The modified Dietz method is another method that, like the simple Dietz method, applies a simple rate of interest principle. Instead of comparing the gain in value (net of flows) with the initial value of the portfolio, it compares the net gain in value with average capital over the time interval. Average capital allows for the timing of each external flow. Since the difference between the modified Dietz method and the internal rate of return method is that the modified Dietz method is based on a simple rate of interest principle whereas the internal rate of return method applies a compounding principle, the two methods produce similar results over short time intervals, if the rates of return are low. Over longer time periods, with significant flows relative to the size of the portfolio, and where the returns are not low, then the differences are more significant.

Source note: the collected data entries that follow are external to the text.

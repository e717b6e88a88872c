/// Cursor-based back/forward timeline.
///
/// The cursor counts entries behind it, so `cursor == 0` means "before the
/// first entry" and `cursor == timeline.len()` means "at the head". `add`
/// truncates the redo tail; `add_unique` additionally removes every prior
/// occurrence of the value so a revisited directory appears once, at the head.
#[derive(Clone, Debug, Default)]
pub struct HistoryStack<T: PartialEq> {
    cursor: usize,
    timeline: Vec<T>,
}

impl<T: PartialEq> HistoryStack<T> {
    /// Empty history.
    pub fn new() -> Self {
        Self {
            cursor: 0,
            timeline: Vec::new(),
        }
    }

    /// Push a new entry, discarding everything after the cursor.
    pub fn add(&mut self, value: T) {
        self.timeline.truncate(self.cursor);
        self.timeline.push(value);
        self.cursor += 1;
    }

    /// Push a new entry after removing all prior occurrences of it.
    ///
    /// Each removal before the cursor shifts the cursor back by one so it
    /// keeps pointing at the same logical position.
    pub fn add_unique(&mut self, value: T) {
        let mut i = 0;
        while i < self.timeline.len() {
            if self.timeline[i] == value {
                self.timeline.remove(i);
                if i < self.cursor {
                    self.cursor -= 1;
                }
            } else {
                i += 1;
            }
        }
        self.add(value);
    }

    /// Step back and return the entry now at the cursor. No-op at the start.
    pub fn previous(&mut self) -> Option<&T> {
        if self.can_go_back() {
            self.cursor -= 1;
            self.current()
        } else {
            None
        }
    }

    /// Step forward and return the entry now at the cursor. No-op at the end.
    pub fn next(&mut self) -> Option<&T> {
        if self.can_go_forward() {
            self.cursor += 1;
            self.current()
        } else {
            None
        }
    }

    /// Entry at the cursor, if any.
    pub fn current(&self) -> Option<&T> {
        if self.cursor > 0 {
            self.timeline.get(self.cursor - 1)
        } else {
            None
        }
    }

    /// Whether stepping back would land on an entry.
    pub fn can_go_back(&self) -> bool {
        self.cursor > 1
    }

    /// Whether there is a redo tail to step into.
    pub fn can_go_forward(&self) -> bool {
        self.cursor < self.timeline.len()
    }

    /// Drop all entries.
    pub fn clear(&mut self) {
        self.cursor = 0;
        self.timeline.clear();
    }

    /// Number of entries in the timeline.
    pub fn len(&self) -> usize {
        self.timeline.len()
    }

    /// Whether the timeline is empty.
    pub fn is_empty(&self) -> bool {
        self.timeline.is_empty()
    }

    /// Read-only view of the timeline, oldest first.
    pub fn entries(&self) -> &[T] {
        &self.timeline
    }
}

#[cfg(test)]
mod tests {
    use super::*;

    #[test]
    fn add_truncates_redo_tail() {
        let mut h = HistoryStack::new();
        h.add("a");
        h.add("b");
        h.add("c");
        assert_eq!(h.previous(), Some(&"b"));
        h.add("d");
        assert_eq!(h.entries(), &["a", "b", "d"]);
        assert!(!h.can_go_forward());
    }

    #[test]
    fn add_unique_dedups_and_keeps_cursor() {
        let mut h = HistoryStack::new();
        h.add_unique("/a");
        h.add_unique("/b");
        h.add_unique("/a");
        assert_eq!(h.entries(), &["/b", "/a"]);
        assert_eq!(h.current(), Some(&"/a"));
        assert_eq!(h.previous(), Some(&"/b"));
        assert!(!h.can_go_back());
    }

    #[test]
    fn boundaries_are_noops() {
        let mut h: HistoryStack<i32> = HistoryStack::new();
        assert_eq!(h.previous(), None);
        assert_eq!(h.next(), None);
        h.add(1);
        assert!(!h.can_go_back());
        assert_eq!(h.previous(), None);
        assert_eq!(h.current(), Some(&1));
        h.add(2);
        assert_eq!(h.previous(), Some(&1));
        assert_eq!(h.next(), Some(&2));
        assert_eq!(h.next(), None);
    }
}
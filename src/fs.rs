use std::path::{Path, PathBuf};

/// Minimal path metadata used by the browser core.
#[derive(Clone, Copy, Debug)]
pub struct FsMetadata {
    /// Whether the path refers to a directory.
    pub is_dir: bool,
}

/// Raw directory child returned by [`FileSystem::read_dir`].
#[derive(Clone, Debug)]
pub struct FsEntry {
    /// Base name (no parent path)
    pub name: String,
    /// Full path
    pub path: PathBuf,
    /// Whether this entry is a directory.
    pub is_dir: bool,
    /// File size in bytes (`None` for directories or when unavailable).
    pub size: Option<u64>,
    /// Last modified timestamp (when available).
    pub modified: Option<std::time::SystemTime>,
}

/// File system abstraction.
///
/// Implementations must be `Send + Sync` because directory scans and metadata
/// fetches run on background threads. Only read operations are exposed; the
/// browser core never writes to the file system.
pub trait FileSystem: Send + Sync {
    /// List entries of a directory.
    fn read_dir(&self, dir: &Path) -> std::io::Result<Vec<FsEntry>>;
    /// Canonicalize a path (best-effort absolute normalization).
    fn canonicalize(&self, path: &Path) -> std::io::Result<PathBuf>;
    /// Fetch minimal metadata for a path.
    fn metadata(&self, path: &Path) -> std::io::Result<FsMetadata>;
    /// Whether a path currently exists.
    fn exists(&self, path: &Path) -> bool {
        self.metadata(path).is_ok()
    }
}

/// Default filesystem implementation using `std::fs`.
#[derive(Clone, Copy, Debug, Default)]
pub struct StdFileSystem;

impl FileSystem for StdFileSystem {
    fn read_dir(&self, dir: &Path) -> std::io::Result<Vec<FsEntry>> {
        let mut out = Vec::new();
        let rd = std::fs::read_dir(dir)?;
        for e in rd {
            let e = match e {
                Ok(v) => v,
                Err(_) => continue,
            };
            let ft = match e.file_type() {
                Ok(v) => v,
                Err(_) => continue,
            };
            let name = e.file_name().to_string_lossy().to_string();
            let path = e.path();
            let meta = e.metadata().ok();
            let modified = meta.as_ref().and_then(|m| m.modified().ok());
            let is_dir = ft.is_dir();
            let size = if is_dir {
                None
            } else {
                meta.as_ref().filter(|m| m.is_file()).map(|m| m.len())
            };
            out.push(FsEntry {
                name,
                path,
                is_dir,
                size,
                modified,
            });
        }
        Ok(out)
    }

    fn canonicalize(&self, path: &Path) -> std::io::Result<PathBuf> {
        std::fs::canonicalize(path)
    }

    fn metadata(&self, path: &Path) -> std::io::Result<FsMetadata> {
        let md = std::fs::metadata(path)?;
        Ok(FsMetadata { is_dir: md.is_dir() })
    }
}
use indexmap::IndexSet;
use regex::Regex;

use crate::entry::DirEntry;

/// A single parsed filter option.
///
/// An empty extension set means the filter matches every file (`*` or a bare
/// name without an extension group both parse to this).
#[derive(Clone, Debug)]
pub struct FileFilter {
    /// Name as written in the grammar string (without the extension group).
    pub name: String,
    /// Full label for combo display, e.g. `Images{png,jpg}`.
    pub label: String,
    /// Lowercased extensions without leading dots; empty = match-all.
    pub extensions: IndexSet<String>,
}

impl FileFilter {
    /// Whether a file name passes this filter. Comparison is by exact
    /// extension, case-insensitive.
    pub fn matches(&self, file_name: &str) -> bool {
        if self.extensions.is_empty() {
            return true;
        }
        let ext = match file_name.rsplit_once('.') {
            Some((stem, ext)) if !stem.is_empty() => ext.to_ascii_lowercase(),
            _ => return false,
        };
        self.extensions.contains(&ext)
    }
}

/// Parse a filter grammar string into its options.
///
/// Grammar: comma-separated terms, each either a bare name (match-all) or
/// `Name{ext1,ext2}`. Extensions are trimmed, lowercased, and stripped of a
/// leading dot. Malformed trailing garbage is ignored by the tokenizer.
pub fn parse_filters(spec: &str) -> Vec<FileFilter> {
    let Ok(re) = Regex::new(r"[^,{}]+(\{([^{}]*?)\})?") else {
        return Vec::new();
    };
    let mut out = Vec::new();
    for cap in re.captures_iter(spec) {
        let full = cap.get(0).map(|m| m.as_str().trim()).unwrap_or("");
        if full.is_empty() {
            continue;
        }
        let name = match full.find('{') {
            Some(i) => full[..i].trim().to_string(),
            None => full.to_string(),
        };
        let mut extensions = IndexSet::new();
        if let Some(group) = cap.get(2) {
            for ext in group.as_str().split(',') {
                let ext = ext.trim().trim_start_matches('.').to_ascii_lowercase();
                if !ext.is_empty() && ext != "*" {
                    extensions.insert(ext);
                }
            }
        }
        out.push(FileFilter {
            name,
            label: full.to_string(),
            extensions,
        });
    }
    out
}

/// Run the narrowing pipeline over a scan's entry list.
///
/// Directories are always navigable, so they pass both the extension stage
/// and the search stage; files must match the active filter's extensions and
/// then the case-insensitive substring search. The result is an owned
/// replacement list, rebuilt whenever the entries, the active filter, or the
/// search text change.
pub fn filter_entries(
    entries: &[DirEntry],
    active: Option<&FileFilter>,
    search: &str,
) -> Vec<DirEntry> {
    let needle = search.trim().to_lowercase();
    entries
        .iter()
        .filter(|e| {
            if e.kind.is_dir() {
                return true;
            }
            if let Some(f) = active {
                if !f.matches(&e.name) {
                    return false;
                }
            }
            needle.is_empty() || e.name.to_lowercase().contains(&needle)
        })
        .cloned()
        .collect()
}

Like the simple Dietz method, the modified Dietz returns of two or more different constituent assets in a portfolio over the same period can be combined to derive the modified Dietz portfolio return, by taking the weighted average. The weight to be applied to the return on each asset in this case is the average capital of the asset.

====Example 6====
Referring again to the scenario described in Examples 4 and 5, if the second purchase occurs exactly halfway through the overall period, the modified Dietz method has the same result as the simple Dietz method.

If the second purchase is earlier than halfway through the overall period, the gain, which is 5 dollars, is still the same, but the average capital is greater than the start value plus half the net inflow, making the denominator of the modified Dietz return greater than that in the simple Dietz method. In this case, the Modified Dietz return is less than the Simple Dietz return.

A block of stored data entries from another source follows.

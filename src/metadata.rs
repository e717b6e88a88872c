use std::collections::HashMap;
use std::path::{Path, PathBuf};
use std::sync::atomic::{AtomicBool, Ordering};
use std::sync::mpsc::{Receiver, Sender, channel};
use std::sync::Arc;
use std::time::{Duration, Instant};

use indexmap::IndexMap;
use parking_lot::RwLock;

/// Default per-fetch deadline.
pub const DEFAULT_METADATA_TIMEOUT: Duration = Duration::from_secs(60);

/// Decoded RGBA8 preview image.
#[derive(Clone, Debug, PartialEq, Eq)]
pub struct DecodedRgbaImage {
    /// Width in pixels.
    pub width: u32,
    /// Height in pixels.
    pub height: u32,
    /// Tightly packed RGBA8 pixels, `width * height * 4` bytes.
    pub rgba: Vec<u8>,
}

/// Sidecar metadata for a focused entry.
#[derive(Clone, Debug, Default)]
pub struct MetadataRecord {
    /// Display name of the described entry.
    pub name: String,
    /// Optional free-form description.
    pub description: Option<String>,
    /// Raw encoded preview image bytes, for the UI's own texture loader.
    pub image_data: Option<Vec<u8>>,
    /// Decoded preview, filled when the `preview-image` feature is enabled.
    pub image: Option<DecodedRgbaImage>,
    /// Ordered key/value properties for panel display.
    pub properties: IndexMap<String, String>,
}

impl MetadataRecord {
    /// New record for an entry name.
    pub fn new(name: impl Into<String>) -> Self {
        Self {
            name: name.into(),
            ..Default::default()
        }
    }

    /// Set the description.
    pub fn with_description(mut self, description: impl Into<String>) -> Self {
        self.description = Some(description.into());
        self
    }

    /// Attach encoded preview image bytes.
    pub fn with_image_bytes(mut self, bytes: Vec<u8>) -> Self {
        self.image_data = Some(bytes);
        self
    }

    /// Append one property.
    pub fn add_property(mut self, key: impl Into<String>, value: impl Into<String>) -> Self {
        self.properties.insert(key.into(), value.into());
        self
    }

    /// Whether the record carries nothing worth showing. Distinguishes
    /// "loaded, empty" from "not yet loaded" (the latter is `None` upstream).
    pub fn is_empty(&self) -> bool {
        self.description.is_none() && self.image_data.is_none() && self.properties.is_empty()
    }
}

type ProviderFn = dyn Fn(&Path) -> Option<MetadataRecord> + Send + Sync;

/// Registry of per-extension metadata providers, shared with fetch threads.
#[derive(Default)]
pub struct MetadataProviders {
    handlers: RwLock<HashMap<String, Box<ProviderFn>>>,
}

impl MetadataProviders {
    /// Empty registry.
    pub fn new() -> Self {
        Self::default()
    }

    /// Register a provider for an extension (case-insensitive, dot optional).
    /// Replaces any previous provider for the same extension.
    pub fn register<F>(&self, extension: &str, provider: F)
    where
        F: Fn(&Path) -> Option<MetadataRecord> + Send + Sync + 'static,
    {
        let key = extension.trim_start_matches('.').to_ascii_lowercase();
        self.handlers.write().insert(key, Box::new(provider));
    }

    fn lookup(&self, path: &Path) -> Option<MetadataRecord> {
        let ext = path.extension()?.to_string_lossy().to_ascii_lowercase();
        let handlers = self.handlers.read();
        let provider = handlers.get(&ext)?;
        provider(path)
    }
}

struct FetchOutcome {
    generation: u64,
    record: Option<MetadataRecord>,
}

struct ActiveFetch {
    generation: u64,
    cancelled: Arc<AtomicBool>,
    deadline: Instant,
}

/// Loads sidecar metadata for the focused entry, one fetch in flight at a
/// time, committed last-writer-wins like directory scans. Any failure mode
/// (no provider, provider returned nothing, panic, timeout) commits "no
/// metadata" and is never surfaced as a user error.
pub struct MetadataCoordinator {
    providers: Arc<MetadataProviders>,
    timeout: Duration,
    tx: Sender<FetchOutcome>,
    rx: Receiver<FetchOutcome>,
    generation: u64,
    active: Option<ActiveFetch>,
    focused: Option<PathBuf>,
    current: Option<MetadataRecord>,
}

impl MetadataCoordinator {
    /// New coordinator over a provider registry.
    pub fn new(providers: Arc<MetadataProviders>, timeout: Duration) -> Self {
        let (tx, rx) = channel();
        Self {
            providers,
            timeout,
            tx,
            rx,
            generation: 0,
            active: None,
            focused: None,
            current: None,
        }
    }

    /// Move focus. A path equal to the current focus is a no-op; anything
    /// else cancels the in-flight fetch, clears the shown record, and starts
    /// a new fetch (when `path` is `Some`).
    pub fn focus(&mut self, path: Option<&Path>) {
        if self.focused.as_deref() == path {
            return;
        }
        self.cancel_active();
        self.current = None;
        self.focused = path.map(Path::to_path_buf);
        if let Some(path) = path {
            self.spawn(path.to_path_buf());
        }
    }

    /// The committed record for the focused entry, if any.
    pub fn current(&self) -> Option<&MetadataRecord> {
        self.current.as_ref()
    }

    /// Whether a fetch is in flight.
    pub fn is_loading(&self) -> bool {
        self.active.is_some()
    }

    /// Cancel everything and clear the record.
    pub fn close(&mut self) {
        self.cancel_active();
        self.focused = None;
        self.current = None;
    }

    /// Drain fetch outcomes; only the live token's outcome commits.
    pub fn poll(&mut self) {
        while let Ok(outcome) = self.rx.try_recv() {
            let current = self
                .active
                .as_ref()
                .map(|a| a.generation == outcome.generation && !a.cancelled.load(Ordering::Relaxed))
                .unwrap_or(false);
            if !current {
                continue;
            }
            self.active = None;
            // Empty records are suppressed along with failures.
            self.current = outcome.record.filter(|r| !r.is_empty());
            trace_metadata_committed(outcome.generation, self.current.is_some());
        }
        if let Some(a) = &self.active {
            if Instant::now() >= a.deadline {
                a.cancelled.store(true, Ordering::Relaxed);
                self.active = None;
            }
        }
    }

    fn cancel_active(&mut self) {
        if let Some(a) = self.active.take() {
            a.cancelled.store(true, Ordering::Relaxed);
        }
    }

    fn spawn(&mut self, path: PathBuf) {
        self.generation += 1;
        let generation = self.generation;
        let cancelled = Arc::new(AtomicBool::new(false));
        self.active = Some(ActiveFetch {
            generation,
            cancelled,
            deadline: Instant::now() + self.timeout,
        });

        let providers = self.providers.clone();
        let tx = self.tx.clone();
        std::thread::spawn(move || {
            let record = std::panic::catch_unwind(std::panic::AssertUnwindSafe(|| {
                let mut record = providers.lookup(&path);
                if let Some(r) = record.as_mut() {
                    decode_preview(r);
                }
                record
            }))
            .unwrap_or(None);
            let _ = tx.send(FetchOutcome { generation, record });
        });
    }
}

#[cfg(feature = "preview-image")]
fn decode_preview(record: &mut MetadataRecord) {
    crate::metadata_image::decode_preview_image(record);
}
#[cfg(not(feature = "preview-image"))]
fn decode_preview(_record: &mut MetadataRecord) {}

#[cfg(feature = "tracing")]
fn trace_metadata_committed(generation: u64, has_record: bool) {
    tracing::trace!(generation, has_record, "metadata committed");
}
#[cfg(not(feature = "tracing"))]
fn trace_metadata_committed(_generation: u64, _has_record: bool) {}

#[cfg(test)]
mod tests {
    use super::*;

    fn poll_until_idle(c: &mut MetadataCoordinator) {
        let deadline = Instant::now() + Duration::from_secs(5);
        while c.is_loading() {
            c.poll();
            assert!(Instant::now() < deadline, "fetch did not complete");
            std::thread::sleep(Duration::from_millis(5));
        }
        c.poll();
    }

    #[test]
    fn commits_record_for_registered_extension() {
        let providers = Arc::new(MetadataProviders::new());
        providers.register("txt", |p: &Path| {
            Some(
                MetadataRecord::new(p.file_name()?.to_string_lossy())
                    .with_description("a text file")
                    .add_property("Lines", "3"),
            )
        });
        let mut c = MetadataCoordinator::new(providers, DEFAULT_METADATA_TIMEOUT);
        c.focus(Some(Path::new("/tmp/a.txt")));
        poll_until_idle(&mut c);
        let record = c.current().unwrap();
        assert_eq!(record.name, "a.txt");
        assert_eq!(record.description.as_deref(), Some("a text file"));
        assert_eq!(record.properties.get("Lines").map(String::as_str), Some("3"));
    }

    #[test]
    fn unregistered_extension_commits_nothing() {
        let providers = Arc::new(MetadataProviders::new());
        let mut c = MetadataCoordinator::new(providers, DEFAULT_METADATA_TIMEOUT);
        c.focus(Some(Path::new("/tmp/a.bin")));
        poll_until_idle(&mut c);
        assert!(c.current().is_none());
    }

    #[test]
    fn empty_record_is_suppressed() {
        let providers = Arc::new(MetadataProviders::new());
        providers.register("txt", |p: &Path| {
            Some(MetadataRecord::new(p.file_name()?.to_string_lossy()))
        });
        let mut c = MetadataCoordinator::new(providers, DEFAULT_METADATA_TIMEOUT);
        c.focus(Some(Path::new("/tmp/a.txt")));
        poll_until_idle(&mut c);
        assert!(c.current().is_none());
    }

    #[test]
    fn panicking_provider_is_contained() {
        let providers = Arc::new(MetadataProviders::new());
        providers.register("txt", |_: &Path| -> Option<MetadataRecord> {
            panic!("provider bug")
        });
        let mut c = MetadataCoordinator::new(providers, DEFAULT_METADATA_TIMEOUT);
        c.focus(Some(Path::new("/tmp/a.txt")));
        poll_until_idle(&mut c);
        assert!(c.current().is_none());
    }

    #[test]
    fn stale_fetch_is_discarded_after_refocus() {
        let providers = Arc::new(MetadataProviders::new());
        providers.register("txt", |p: &Path| {
            let name = p.file_name()?.to_string_lossy().to_string();
            if name.starts_with("slow") {
                std::thread::sleep(Duration::from_millis(150));
            }
            Some(MetadataRecord::new(name).with_description("d"))
        });
        let mut c = MetadataCoordinator::new(providers, DEFAULT_METADATA_TIMEOUT);
        c.focus(Some(Path::new("/tmp/slow.txt")));
        // refocus while the first fetch is still sleeping
        c.focus(Some(Path::new("/tmp/fast.txt")));
        poll_until_idle(&mut c);
        assert_eq!(c.current().unwrap().name, "fast.txt");
        // the slow fetch finishes later; its record must never commit
        std::thread::sleep(Duration::from_millis(200));
        c.poll();
        assert_eq!(c.current().unwrap().name, "fast.txt");
    }

    #[test]
    fn refocus_same_path_is_noop_and_none_clears() {
        let providers = Arc::new(MetadataProviders::new());
        providers.register("txt", |p: &Path| {
            Some(MetadataRecord::new(p.file_name()?.to_string_lossy()).with_description("d"))
        });
        let mut c = MetadataCoordinator::new(providers, DEFAULT_METADATA_TIMEOUT);
        c.focus(Some(Path::new("/tmp/a.txt")));
        poll_until_idle(&mut c);
        assert!(c.current().is_some());
        // same path keeps the record and spawns nothing
        c.focus(Some(Path::new("/tmp/a.txt")));
        assert!(!c.is_loading());
        assert!(c.current().is_some());
        // clearing focus drops it
        c.focus(None);
        assert!(c.current().is_none());
    }
}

If the second purchase is later than halfway through the overall period, the gain, which is 5 dollars, is still the same, but the average capital is less than the start value plus half the net inflow, making the denominator of the modified Dietz return less than that in the simple Dietz method. In this case, the Modified Dietz return is greater than the Simple Dietz return.

No matter how late during the period the second purchase of shares occurs, the average capital is greater than 100, and so the Modified Dietz return is less than 5 percent. This is still noticeably less than the 10 percent time weighted return.

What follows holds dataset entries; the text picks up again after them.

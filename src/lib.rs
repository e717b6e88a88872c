//! Renderer-agnostic core for in-UI file browsers.
//!
//! This crate owns everything a file-dialog widget needs except the pixels:
//! cancellable background directory scans with last-writer-wins commit,
//! extension/search filtering, race-free multi-select with an optional cap,
//! back/forward history, sidecar metadata loading, and fixed-height list
//! windowing. The widget layer forwards input events into [`FileBrowser`]
//! and calls [`FileBrowser::poll`] once per frame.
//!
//! ```no_run
//! use file_browser_core::{BrowserOptions, DialogMode, FileBrowser};
//!
//! let mut browser = FileBrowser::new(
//!     BrowserOptions::new(DialogMode::OpenFiles)
//!         .filters("Images{png,jpg},All files{*}")
//!         .max_open_count(8),
//! );
//! browser.open("/home/me/pictures");
//! // each frame:
//! browser.poll();
//! if let Some(result) = browser.take_result() {
//!     // paths picked or dialog cancelled
//!     let _ = result;
//! }
//! ```

#![deny(missing_docs)]

mod browser;
mod core;
mod entry;
mod filter;
mod fs;
mod history;
mod metadata;
#[cfg(feature = "preview-image")]
mod metadata_image;
mod scan;
mod scroll;
mod selection;

pub use browser::{BrowserOptions, FileBrowser};
pub use crate::core::{DialogMode, FileDialogError, Modifiers, Selection};
pub use entry::{DirEntry, EntryId, EntryKind, format_size};
pub use filter::{FileFilter, filter_entries, parse_filters};
pub use fs::{FileSystem, FsEntry, FsMetadata, StdFileSystem};
pub use history::HistoryStack;
pub use metadata::{
    DEFAULT_METADATA_TIMEOUT, DecodedRgbaImage, MetadataCoordinator, MetadataProviders,
    MetadataRecord,
};
pub use scan::{DEFAULT_SCAN_TIMEOUT, ScanCommit, ScanCoordinator};
pub use scroll::{ScrollWindow, visible};
pub use selection::SelectionEngine;
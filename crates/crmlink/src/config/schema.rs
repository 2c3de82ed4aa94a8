use std::path::PathBuf;
use std::time::Duration;

use serde::{Deserialize, Serialize};

use crate::model::Folder;

#[derive(Debug, Clone, Default, Serialize, Deserialize)]
pub struct Config {
    #[serde(default)]
    pub database: DatabaseConfig,
    #[serde(default)]
    pub scanner: ScannerConfig,
    #[serde(default)]
    pub linking: LinkingConfig,
    #[serde(default)]
    pub logging: LoggingConfig,
}

#[derive(Debug, Clone, Serialize, Deserialize)]
pub struct DatabaseConfig {
    /// Falls back to `~/.crmlink/data/crmlink.db` when unset.
    #[serde(default)]
    pub path: Option<PathBuf>,
    #[serde(default = "default_busy_timeout_ms")]
    pub busy_timeout_ms: u64,
}

fn default_busy_timeout_ms() -> u64 {
    5000
}

impl DatabaseConfig {
    pub fn busy_timeout(&self) -> Duration {
        Duration::from_millis(self.busy_timeout_ms)
    }
}

impl Default for DatabaseConfig {
    fn default() -> Self {
        Self {
            path: None,
            busy_timeout_ms: default_busy_timeout_ms(),
        }
    }
}

#[derive(Debug, Clone, Serialize, Deserialize)]
pub struct ScannerConfig {
    #[serde(default = "default_true")]
    pub enabled: bool,
    #[serde(default = "default_interval_secs")]
    pub interval_secs: u64,
    #[serde(default = "default_initial_delay_secs")]
    pub initial_delay_secs: u64,
    /// How far back the watermark starts when the process boots.
    #[serde(default = "default_grace_window_secs")]
    pub grace_window_secs: u64,
    #[serde(default = "default_batch_size")]
    pub batch_size: usize,
    #[serde(default = "default_folders")]
    pub folders: Vec<Folder>,
}

fn default_true() -> bool {
    true
}

fn default_interval_secs() -> u64 {
    30
}

fn default_initial_delay_secs() -> u64 {
    10
}

fn default_grace_window_secs() -> u64 {
    300
}

fn default_batch_size() -> usize {
    100
}

fn default_folders() -> Vec<Folder> {
    vec![Folder::Inbox, Folder::Sent]
}

impl Default for ScannerConfig {
    fn default() -> Self {
        Self {
            enabled: true,
            interval_secs: default_interval_secs(),
            initial_delay_secs: default_initial_delay_secs(),
            grace_window_secs: default_grace_window_secs(),
            batch_size: default_batch_size(),
            folders: default_folders(),
        }
    }
}

#[derive(Debug, Clone, Serialize, Deserialize)]
pub struct LinkingConfig {
    /// Load attachments when building history events.
    #[serde(default = "default_true")]
    pub load_attachments: bool,
    /// Drop resolved contacts the message owner cannot access.
    #[serde(default = "default_true")]
    pub check_access: bool,
}

impl Default for LinkingConfig {
    fn default() -> Self {
        Self {
            load_attachments: true,
            check_access: true,
        }
    }
}

#[derive(Debug, Clone, Serialize, Deserialize)]
pub struct LoggingConfig {
    /// `EnvFilter` directive; `RUST_LOG` takes precedence.
    #[serde(default = "default_filter")]
    pub filter: String,
    #[serde(default)]
    pub json: bool,
}

fn default_filter() -> String {
    "info".to_string()
}

impl Default for LoggingConfig {
    fn default() -> Self {
        Self {
            filter: default_filter(),
            json: false,
        }
    }
}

===Linked returns methods===
Calculating the "true time-weighted return" depends on the availability of portfolio valuations during the investment period. If valuations are not available when each flow occurs, the time-weighted return can only be estimated by linking returns for contiguous sub-periods together geometrically, using sub-periods at the end of which valuations are available. Such an approximate time-weighted return method is prone to overstate or understate the true time-weighted return.

Linked Internal Rate of Return (LIROR) is another such method that is sometimes used to approximate the true time-weighted return. It combines the true time-weighted rate of return method with the internal rate of return (IRR) method. The internal rate of return is estimated over regular time intervals, and then the results are linked geometrically. For example, if the internal rate of return over successive years is 4%, 9%, 5% and 11%, then the LIROR equals 1.04 x 1.09 x 1.05 x 1.11 – 1 = 32.12%. If the regular time periods are not years, then calculate either the un-annualized holding period version of the IRR for each time interval or the IRR for each time interval firstly, then convert each one to a holding period return over the time interval, and then link together these holding period returns to obtain the LIROR.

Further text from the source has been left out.